__ABOUT THIS EXERCISE__: An exact transcription of all the entries below is required.

───── TASK MATERIAL

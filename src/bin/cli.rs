use clap::{Parser, Subcommand};
use serde_json::json;
use userbase::{
    config::AppConfig,
    db,
    repositories::user_repository::SqliteUserRepository,
    routes::ROUTES,
    services::user_service::{UserService, UserServiceError},
};
use std::sync::Arc;

#[derive(Parser)]
#[command(name = "userbase-cli")]
#[command(about = "CLI tool for managing userbase users", long_about = None)]
struct Cli {
    #[command(subcommand)]
    command: Commands,
}

#[derive(Subcommand)]
enum Commands {
    /// User management commands
    User {
        #[command(subcommand)]
        command: UserCommands,
    },

    /// Print the HTTP route table
    Routes,
}

#[derive(Subcommand)]
enum UserCommands {
    /// Create a new user
    Create {
        /// Display name
        #[arg(short, long)]
        name: String,

        /// Email address
        #[arg(short, long)]
        email: String,
    },

    /// List all users
    List,

    /// Show a single user
    Show {
        /// User ID
        #[arg(short, long)]
        id: i64,
    },
}

#[tokio::main]
async fn main() -> Result<(), Box<dyn std::error::Error>> {
    // Load environment variables
    dotenvy::dotenv().ok();

    // Parse CLI arguments
    let cli = Cli::parse();

    match cli.command {
        Commands::Routes => print_routes(),
        Commands::User { command } => run_user_command(command).await?,
    }

    Ok(())
}

fn print_routes() {
    println!("{:<8} {:<14} {:<14} {}", "Method", "Path", "Handler", "Auth");
    println!("{}", "-".repeat(44));
    for route in ROUTES {
        println!(
            "{:<8} {:<14} {:<14} {}",
            route.method,
            route.path,
            route.handler,
            if route.requires_auth { "yes" } else { "no" }
        );
    }
}

async fn run_user_command(command: UserCommands) -> Result<(), Box<dyn std::error::Error>> {
    let config = AppConfig::from_env()?;

    // Connect to database
    let pool = db::create_pool(&config.database_url).await?;
    db::init_schema(&pool).await?;

    // Initialize services
    let user_repository = Arc::new(SqliteUserRepository::new(pool.clone()));
    let user_service = UserService::new(user_repository);

    match command {
        UserCommands::Create { name, email } => {
            match user_service
                .create_user(&json!({ "name": name, "email": email }))
                .await
            {
                Ok(user) => {
                    println!("✅ User created successfully!");
                    println!("  ID: {}", user.id);
                    println!("  Name: {}", user.name);
                    println!("  Email: {}", user.email);
                }
                Err(err) => {
                    eprintln!("❌ Failed to create user: {}", err);
                    std::process::exit(1);
                }
            }
        }

        UserCommands::List => match user_service.list_users().await {
            Ok(users) => {
                if users.is_empty() {
                    println!("No users found.");
                } else {
                    println!("{:<5} {:<30} {:<40}", "ID", "Name", "Email");
                    println!("{}", "-".repeat(75));
                    for user in users {
                        println!("{:<5} {:<30} {:<40}", user.id, user.name, user.email);
                    }
                }
            }
            Err(err) => {
                eprintln!("❌ Failed to list users: {}", err);
                std::process::exit(1);
            }
        },

        UserCommands::Show { id } => match user_service.find_user_by_id(id).await {
            Ok(user) => {
                println!("  ID: {}", user.id);
                println!("  Name: {}", user.name);
                println!("  Email: {}", user.email);
            }
            Err(UserServiceError::UserNotFound) => {
                eprintln!("❌ User {} not found", id);
                std::process::exit(1);
            }
            Err(err) => {
                eprintln!("❌ Failed to find user: {}", err);
                std::process::exit(1);
            }
        },
    }

    Ok(())
}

──────────

__EXERCISE OUTPUT__:
filename src/bin/cli.rs
use clap::{Parser, Subcommand};
use serde_json::json;
use userbase::{
    config::AppConfig,
    db,
    repositories::user_repository::SqliteUserRepository,
    routes::ROUTES,
    services::user_service::{UserService, UserServiceError},
};
use std::sync::Arc;

#[derive(Parser)]
#[command(name = "userbase-cli")]
#[command(about = "CLI tool for managing userbase users", long_about = None)]
struct Cli {
    #[command(subcommand)]
    command: Commands,
}

#[derive(Subcommand)]
enum Commands {
    /// User management commands
    User {
        #[command(subcommand)]
        command: UserCommands,
    },

    /// Print the HTTP route table
    Routes,
}

#[derive(Subcommand)]
enum UserCommands {
    /// Create a new user
    Create {
        /// Display name
        #[arg(short, long)]
        name: String,

        /// Email address
        #[arg(short, long)]
        email: String,
    },

    /// List all users
    List,

    /// Show a single user
    Show {
        /// User ID
        #[arg(short, long)]
        id: i64,
    },
}

#[tokio::main]
async fn main() -> Result<(), Box<dyn std::error::Error>> {
    // Load environment variables
    dotenvy::dotenv().ok();

    // Parse CLI arguments
    let cli = Cli::parse();

    match cli.command {
        Commands::Routes => print_routes(),
        Commands::User { command } => run_user_command(command).await?,
    }

    Ok(())
}

fn print_routes() {
    println!("{:<8} {:<14} {:<14} {}", "Method", "Path", "Handler", "Auth");
    println!("{}", "-".repeat(44));
    for route in ROUTES {
        println!(
            "{:<8} {:<14} {:<14} {}",
            route.method,
            route.path,
            route.handler,
            if route.requires_auth { "yes" } else { "no" }
        );
    }
}

async fn run_user_command(command: UserCommands) -> Result<(), Box<dyn std::error::Error>> {
    let config = AppConfig::from_env()?;

    // Connect to database
    let pool = db::create_pool(&config.database_url).await?;
    db::init_schema(&pool).await?;

    // Initialize services
    let user_repository = Arc::new(SqliteUserRepository::new(pool.clone()));
    let user_service = UserService::new(user_repository);

    match command {
        UserCommands::Create { name, email } => {
            match user_service
                .create_user(&json!({ "name": name, "email": email }))
                .await
            {
                Ok(user) => {
                    println!("✅ User created successfully!");
                    println!("  ID: {}", user.id);
                    println!("  Name: {}", user.name);
                    println!("  Email: {}", user.email);
                }
                Err(err) => {
                    eprintln!("❌ Failed to create user: {}", err);
                    std::process::exit(1);
                }
            }
        }

        UserCommands::List => match user_service.list_users().await {
            Ok(users) => {
                if users.is_empty() {
                    println!("No users found.");
                } else {
                    println!("{:<5} {:<30} {:<40}", "ID", "Name", "Email");
                    println!("{}", "-".repeat(75));
                    for user in users {
                        println!("{:<5} {:<30} {:<40}", user.id, user.name, user.email);
                    }
                }
            }
            Err(err) => {
                eprintln!("❌ Failed to list users: {}", err);
                std::process::exit(1);
            }
        },

        UserCommands::Show { id } => match user_service.find_user_by_id(id).await {
            Ok(user) => {
                println!("  ID: {}", user.id);
                println!("  Name: {}", user.name);
                println!("  Email: {}", user.email);
            }
            Err(UserServiceError::UserNotFound) => {
                eprintln!("❌ User {} not found", id);
                std::process::exit(1);
            }
            Err(err) => {
                eprintln!("❌ Failed to find user: {}", err);
                std::process::exit(1);
            }
        },
    }

    Ok(())
}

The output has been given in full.